The cinnamon-crested spadebill is 9 to 9.5 cm long and weighs 8.8 to 15 g. The sexes have the same plumage. Adults of the nominate subspecies have a mostly dark rufous-brown head with a partially concealed orange-rufous patch on the crown, a buffish white spot above the lores, and an inconspicuous pale eye-ring. Their back, rump, and uppertail coverts are dark rufous-brown. Their wings are mostly dark rufous-brown with a dusky patch at the base of the primaries and rufescent edges on all the flight feathers. Their tail is stubby and dark rufous-brown. Their throat is white, their breast and sides whitish washed with olive, and their belly pale yellow.

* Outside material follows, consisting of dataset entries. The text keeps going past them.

//! Citation rendering
//!
//! One literal template: authors, year, title, repository, DOI-resolved
//! URL. Both citation formats currently render this same template.

use quarry_domain::{dates, Citation, CitationFormat, Dataset};

use crate::{Catalog, EngineError};

/// Render a citation for a dataset
///
/// Template: `<authors> (<year>). <title>. <repository>. <url>`, with
/// "Unknown Author" standing in for missing authors and "n.d." for an
/// unparseable publication date. The URL prefers the DOI-resolved form.
// TODO: real CSL rendering; the CSL tag currently reuses the APA template.
pub fn render_citation(dataset: &Dataset, format: CitationFormat) -> Citation {
    let authors = match dataset.metadata.authors.as_deref() {
        Some(authors) if !authors.is_empty() => authors.join(", "),
        _ => "Unknown Author".to_string(),
    };
    let year = dates::year_of(&dataset.metadata.publication_date)
        .map(|y| y.to_string())
        .unwrap_or_else(|| "n.d.".to_string());
    let url = dataset
        .metadata
        .doi_url()
        .unwrap_or_else(|| dataset.url.clone());

    let text = format!(
        "{} ({}). {}. {}. {}",
        authors, year, dataset.title, dataset.repository, url
    );

    Citation {
        id: format!("cite-{}", dataset.id),
        dataset_id: dataset.id.clone(),
        format,
        text,
        generated_at: dates::now_iso(),
    }
}

/// Resolve a dataset id in the catalog and render its citation
///
/// # Errors
///
/// [`EngineError::DatasetNotFound`] when the id is not in the catalog.
pub fn cite_by_id(
    catalog: &Catalog,
    dataset_id: &str,
    format: CitationFormat,
) -> Result<Citation, EngineError> {
    let dataset = catalog
        .get(dataset_id)
        .ok_or_else(|| EngineError::DatasetNotFound(dataset_id.to_string()))?;
    Ok(render_citation(dataset, format))
}

#[cfg(test)]
mod tests {
    use super::*;

    fn catalog() -> Catalog {
        Catalog::reference()
    }

    #[test]
    fn test_citation_template() {
        let citation = cite_by_id(&catalog(), "ds-001", CitationFormat::Apa).unwrap();
        assert_eq!(
            citation.text,
            "Dr. Sarah Johnson, Dr. Michael Chen, Dr. Elena Rodriguez (2024). \
             Global Climate Change Indicators Dataset. DataCite. \
             https://doi.org/10.5194/essd-2023-climate"
        );
        assert_eq!(citation.id, "cite-ds-001");
        assert_eq!(citation.dataset_id, "ds-001");
    }

    #[test]
    fn test_missing_authors_render_placeholder() {
        let mut dataset = catalog().get("ds-001").unwrap().clone();
        dataset.metadata.authors = None;
        let citation = render_citation(&dataset, CitationFormat::Apa);
        assert!(citation.text.starts_with("Unknown Author (2024)."));
    }

    #[test]
    fn test_missing_doi_uses_raw_url() {
        // ds-002 carries no DOI
        let citation = cite_by_id(&catalog(), "ds-002", CitationFormat::Apa).unwrap();
        assert!(citation
            .text
            .ends_with("https://genomics.example.org/variants/v3"));
    }

    #[test]
    fn test_csl_renders_same_template_as_apa() {
        let apa = cite_by_id(&catalog(), "ds-003", CitationFormat::Apa).unwrap();
        let csl = cite_by_id(&catalog(), "ds-003", CitationFormat::Csl).unwrap();
        assert_eq!(apa.text, csl.text);
        assert_eq!(csl.format, CitationFormat::Csl);
    }

    #[test]
    fn test_unknown_dataset_is_not_found() {
        let result = cite_by_id(&catalog(), "nope", CitationFormat::Apa);
        assert!(matches!(result, Err(EngineError::DatasetNotFound(_))));
    }

    #[test]
    fn test_unparseable_date_renders_nd() {
        let mut dataset = catalog().get("ds-001").unwrap().clone();
        dataset.metadata.publication_date = "sometime".to_string();
        let citation = render_citation(&dataset, CitationFormat::Apa);
        assert!(citation.text.contains("(n.d.)."));
    }
}
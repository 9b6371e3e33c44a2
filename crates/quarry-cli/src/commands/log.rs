//! Log command implementation.

use crate::cli::LogArgs;
use crate::error::Result;
use crate::output::Formatter;
use quarry_mcp::tools::{handle_decision, DecisionParams};
use quarry_mcp::ToolContext;

/// Execute the log command.
pub async fn execute_log(
    args: LogArgs,
    context: &ToolContext,
    formatter: &Formatter,
) -> Result<()> {
    let params = DecisionParams {
        dataset_id: args.dataset_id,
        action: args.action.into(),
        reason: args.reason,
    };

    let decision = handle_decision(context, params).await?;
    println!("{}", formatter.format_decision(&decision)?);

    Ok(())
}
//! Tool context - the collaborators every tool handler works against
//!
//! Holds the injected read-only catalog and, unless running offline, the
//! live DataCite client. No tool mutates the context; every invocation
//! constructs fresh result records.

use quarry_datacite::{DataCiteClient, DataCiteError};
use quarry_domain::Dataset;
use quarry_engine::Catalog;
use tracing::warn;

/// Environment variable that disables the live provider
pub const OFFLINE_ENV: &str = "QUARRY_OFFLINE";

/// Shared collaborators for tool handlers
pub struct ToolContext {
    catalog: Catalog,
    client: Option<DataCiteClient>,
}

impl ToolContext {
    /// Create a context with an explicit catalog and optional live client
    pub fn new(catalog: Catalog, client: Option<DataCiteClient>) -> Self {
        Self { catalog, client }
    }

    /// Catalog-only context; searches and lookups never touch the network
    pub fn offline(catalog: Catalog) -> Self {
        Self::new(catalog, None)
    }

    /// Build a context from the environment
    ///
    /// Uses the reference catalog. The live client is configured from
    /// `DATACITE_BASE_URL` unless `QUARRY_OFFLINE=1` is set; a client
    /// that fails to build degrades to offline with a warning.
    pub fn from_env() -> Self {
        let catalog = Catalog::reference();
        if std::env::var(OFFLINE_ENV).as_deref() == Ok("1") {
            return Self::offline(catalog);
        }
        match DataCiteClient::from_env() {
            Ok(client) => Self::new(catalog, Some(client)),
            Err(e) => {
                warn!(error = %e, "DataCite client unavailable, running offline");
                Self::offline(catalog)
            }
        }
    }

    /// The injected dataset collection
    pub fn catalog(&self) -> &Catalog {
        &self.catalog
    }

    /// The live provider client, when configured
    pub fn client(&self) -> Option<&DataCiteClient> {
        self.client.as_ref()
    }

    /// Resolve a dataset id: catalog first, then the live provider
    ///
    /// `Ok(None)` means the id is unknown everywhere it could be looked
    /// up; callers turn that into a NotFound-style payload.
    pub async fn resolve_dataset(&self, id: &str) -> Result<Option<Dataset>, DataCiteError> {
        if let Some(dataset) = self.catalog.get(id) {
            return Ok(Some(dataset.clone()));
        }
        match &self.client {
            Some(client) => client.get_doi(id).await,
            None => Ok(None),
        }
    }
}

#[cfg(test)]
mod tests {
    use super::*;

    #[tokio::test]
    async fn test_offline_resolution_hits_catalog() {
        let context = ToolContext::offline(Catalog::reference());
        let dataset = context.resolve_dataset("ds-001").await.unwrap().unwrap();
        assert_eq!(dataset.id, "ds-001");
    }

    #[tokio::test]
    async fn test_offline_unknown_id_is_none() {
        let context = ToolContext::offline(Catalog::reference());
        assert!(context.resolve_dataset("10.1234/nope").await.unwrap().is_none());
    }
}
//! Search command implementation.

use crate::cli::SearchArgs;
use crate::error::Result;
use crate::output::Formatter;
use quarry_mcp::tools::{handle_search, SearchParams};
use quarry_mcp::ToolContext;

/// Execute the search command.
pub async fn execute_search(
    args: SearchArgs,
    context: &ToolContext,
    formatter: &Formatter,
) -> Result<()> {
    super::validate_date_flag("--from", args.from.as_deref())?;
    super::validate_date_flag("--to", args.to.as_deref())?;

    let date_range = args.date_range();
    let params = SearchParams {
        keywords: args.keywords,
        license_filter: args.license,
        date_range,
        page: args.page,
        size: args.size,
    };

    let result = handle_search(context, params).await?;
    println!("{}", formatter.format_datasets(&result.datasets)?);
    if formatter.is_table() && result.count > 0 {
        println!("{}", formatter.info(&format!("{} dataset(s)", result.count)));
    }

    Ok(())
}
//! Error types for the CLI application.

use thiserror::Error;

/// Result type alias for CLI operations.
pub type Result<T> = std::result::Result<T, CliError>;

/// CLI-specific errors.
#[derive(Debug, Error)]
pub enum CliError {
    /// Tool layer error
    #[error("Tool error: {0}")]
    Tool(#[from] quarry_mcp::ToolError),

    /// Serialization error
    #[error("Serialization error: {0}")]
    Serialization(#[from] serde_json::Error),

    /// A tool reported a resolution failure (unknown dataset, upstream error)
    #[error("{0}")]
    Resolution(String),

    /// Invalid input
    #[error("Invalid input: {0}")]
    InvalidInput(String),
}
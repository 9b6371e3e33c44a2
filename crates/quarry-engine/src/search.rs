//! Search filtering over canonical dataset records
//!
//! A dataset matches when at least one keyword appears (case-insensitive)
//! in its title, description, or metadata keywords, AND the license
//! constraint matches (datasets without a license pass, to avoid
//! over-filtering on absence), AND the publication date falls inside the
//! requested range. An empty keyword list matches nothing; that is the
//! documented policy, not an accident.

use quarry_domain::{dates, DateRange, Dataset};
use serde::{Deserialize, Serialize};
use tracing::debug;

/// Filter criteria for a catalog search
#[derive(Debug, Clone, Default, Serialize, Deserialize)]
#[serde(rename_all = "camelCase")]
pub struct SearchFilter {
    /// Keywords to match against title, description, and metadata keywords
    pub keywords: Vec<String>,

    /// License constraint, matched as a case-insensitive substring
    #[serde(default, skip_serializing_if = "Option::is_none")]
    pub license: Option<String>,

    /// Publication date range, both bounds enforced when present
    #[serde(default, skip_serializing_if = "Option::is_none")]
    pub date_range: Option<DateRange>,
}

/// Filter a dataset slice, returning fresh matching records
pub fn filter_datasets(datasets: &[Dataset], filter: &SearchFilter) -> Vec<Dataset> {
    let matches: Vec<Dataset> = datasets
        .iter()
        .filter(|ds| matches_keywords(ds, &filter.keywords))
        .filter(|ds| matches_license(ds, filter.license.as_deref()))
        .filter(|ds| matches_date_range(ds, filter.date_range.as_ref()))
        .cloned()
        .collect();
    debug!(
        candidates = datasets.len(),
        matched = matches.len(),
        "catalog filter"
    );
    matches
}

fn matches_keywords(dataset: &Dataset, keywords: &[String]) -> bool {
    keywords.iter().any(|keyword| {
        let needle = keyword.to_lowercase();
        dataset.title.to_lowercase().contains(&needle)
            || dataset.description.to_lowercase().contains(&needle)
            || dataset
                .metadata
                .keywords
                .as_deref()
                .unwrap_or_default()
                .iter()
                .any(|k| k.to_lowercase().contains(&needle))
    })
}

fn matches_license(dataset: &Dataset, license: Option<&str>) -> bool {
    match (license, dataset.metadata.license.as_deref()) {
        (None, _) => true,
        // No license attribute set: pass, to avoid over-filtering on absence
        (Some(_), None) => true,
        (Some(wanted), Some(actual)) => actual.to_lowercase().contains(&wanted.to_lowercase()),
    }
}

/// Publication date inside the range; both bounds enforced when present.
/// A dataset whose date cannot be parsed fails any bounded range.
pub fn matches_date_range(dataset: &Dataset, range: Option<&DateRange>) -> bool {
    let Some(range) = range else {
        return true;
    };
    if range.is_unbounded() {
        return true;
    }

    let Some(published) = dates::parse_iso_date(&dataset.metadata.publication_date) else {
        return false;
    };

    if let Some(start) = range.start_date.as_deref() {
        match dates::parse_iso_date(start) {
            Some(start) if published >= start => {}
            _ => return false,
        }
    }
    if let Some(end) = range.end_date.as_deref() {
        match dates::parse_iso_date(end) {
            Some(end) if published <= end => {}
            _ => return false,
        }
    }
    true
}
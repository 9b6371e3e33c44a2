//! Quarry Evaluation Engine
//!
//! Pure logic over canonical [`quarry_domain`] records: keyword/license/
//! date filtering of a dataset collection, the four-check compatibility
//! evaluation, citation rendering, and decision-log construction.
//!
//! The engine never talks to the network. Datasets come in as an
//! explicitly constructed, read-only [`Catalog`] injected by the caller;
//! the built-in [`Catalog::reference`] collection backs the offline path.
//!
//! Library-level functions raise [`EngineError`] on truly exceptional
//! conditions (an unknown dataset id); the tool boundary in `quarry-mcp`
//! converts those to structured payloads.

#![warn(missing_docs)]

pub mod catalog;
pub mod cite;
pub mod decision;
pub mod evaluate;
pub mod search;

use thiserror::Error;

pub use catalog::Catalog;
pub use cite::{cite_by_id, render_citation};
pub use decision::log_decision;
pub use evaluate::{evaluate, evaluate_by_id};
pub use search::{filter_datasets, SearchFilter};

/// Errors raised by the evaluation engine
#[derive(Error, Debug)]
pub enum EngineError {
    /// Referenced dataset id does not exist in the resolvable collection
    #[error("Dataset {0} not found")]
    DatasetNotFound(String),
}
//! Decision log - the accept/reject audit record

use serde::{Deserialize, Serialize};

/// A user's decision on a dataset
#[derive(Debug, Clone, Copy, PartialEq, Eq, Hash, Serialize, Deserialize)]
#[serde(rename_all = "lowercase")]
pub enum DecisionAction {
    /// Dataset accepted for use
    Accepted,
    /// Dataset rejected
    Rejected,
}

impl DecisionAction {
    /// Get the action tag as a string
    pub fn as_str(&self) -> &'static str {
        match self {
            DecisionAction::Accepted => "accepted",
            DecisionAction::Rejected => "rejected",
        }
    }

    /// Parse an action tag from a string
    pub fn parse(s: &str) -> Option<Self> {
        match s {
            "accepted" => Some(DecisionAction::Accepted),
            "rejected" => Some(DecisionAction::Rejected),
            _ => None,
        }
    }
}

impl std::str::FromStr for DecisionAction {
    type Err = String;

    fn from_str(s: &str) -> Result<Self, Self::Err> {
        Self::parse(s).ok_or_else(|| format!("Invalid decision action: {}", s))
    }
}

/// Append-only audit record of a dataset decision
///
/// Pure data; persistence is an external collaborator's responsibility.
/// Construction with generated id/timestamp lives in the engine.
#[derive(Debug, Clone, PartialEq, Eq, Serialize, Deserialize)]
#[serde(rename_all = "camelCase")]
pub struct DecisionLog {
    /// Log identifier ("log-<dataset id>-<epoch millis>")
    pub id: String,

    /// The decided dataset
    pub dataset_id: String,

    /// Accept or reject
    pub action: DecisionAction,

    /// Free-text rationale
    pub reason: String,

    /// When the decision was logged (RFC 3339)
    pub timestamp: String,
}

Subspecies P. s. pallidiventris has a more orange-yellow crown patch, a darker olive breast, and a brighter yellow belly than the nominate. Both subspecies have a brown iris, a wide flat black bill with sometimes a more grayish mandible, and pale pinkish cream legs and feet.

==Distribution and habitat==

The cinnamon-crested spadebill has a disjunct distribution. The nominate subspecies has a large continuous range from Meta Department in central Colombia east through Amazonas and Bolívar states in southern Venezuela, the Guianas, and northern Brazil from the upper Negro River to the Atlantic in Amapá and northern Pará. Separate populations are found in northern Sucumbíos Province in northeastern Ecuador and in southern Loreto Province in northeastern Peru. Subspecies P. s. pallidiventris is found in Brazil south of the Amazon between the Tapajós River and northern Maranhão and locally in eastern Rondônia and northern Mato Grosso.

The cinnamon-crested spadebill primarily inhabits terra firme forest, where it greatly favors brushy undergrowth and dense stands of saplings. In Peru it is mostly found in forest on nutrient-poor sandy soils in blackwater river basins. In elevation it reaches 300 m in Colombia, 200 m in Ecuador, and 900 m in Venezuela and Brazil.

==Behavior==
===Movement===

The cinnamon-crested spadebill is a year-round resident.

===Feeding===

The cinnamon-crested spadebill feeds on arthropods. It typically forages singly or in pairs, sometimes joins mixed-species feeding flocks, and occasionally attends army ant swarms. It feeds mostly in the forest's understory. It sits still, typically about 1.5 to 3 m above the ground, and captures prey mostly with short upward sallies from the perch to grab it from the underside of leaves. It usually lands on a different perch than it started from.

===Breeding===

Nothing is known about the cinnamon-crested spadebill's breeding biology.

===Vocalization===

The subspecies of the cinnamon-crested spadebill have different vocalizations. In Venezuela the nominate gives "a sharp, nasal squik!" that rises, or a "more double-sounding squik-ik!". Those calls have also been described as a "high, sharp whit or whit-it" and "a simple, sharp, kwip, sometimes doubled to a kwi-dip or lengthened to a kwip, kwi-di-dip". What is identified as its song in Peru is "an accelerating series of metallic notes: tew-ti-tik-tik'tik'tik". Subspecies P. s. pallidiventris sings "a low-pitched, 3-to-6 note ka-knee-knee-knee-knee in little, slow, rattlelike or pulsating bursts".

==Status==

The IUCN has assessed the cinnamon-crested spadebill as being of Least Concern. It has a large range; its population size is not known and is believed to be decreasing. No immediate threats have been identified. The species is generally uncommon to rare and "perhaps overlooked, as [it is] difficult to locate". It is considered rare in Colombia, "very rare and local" in Ecuador, "seemingly rare" in Peru, "uncommon or rare" in Venezuela, and "widely distributed and not uncommon" in Surinam.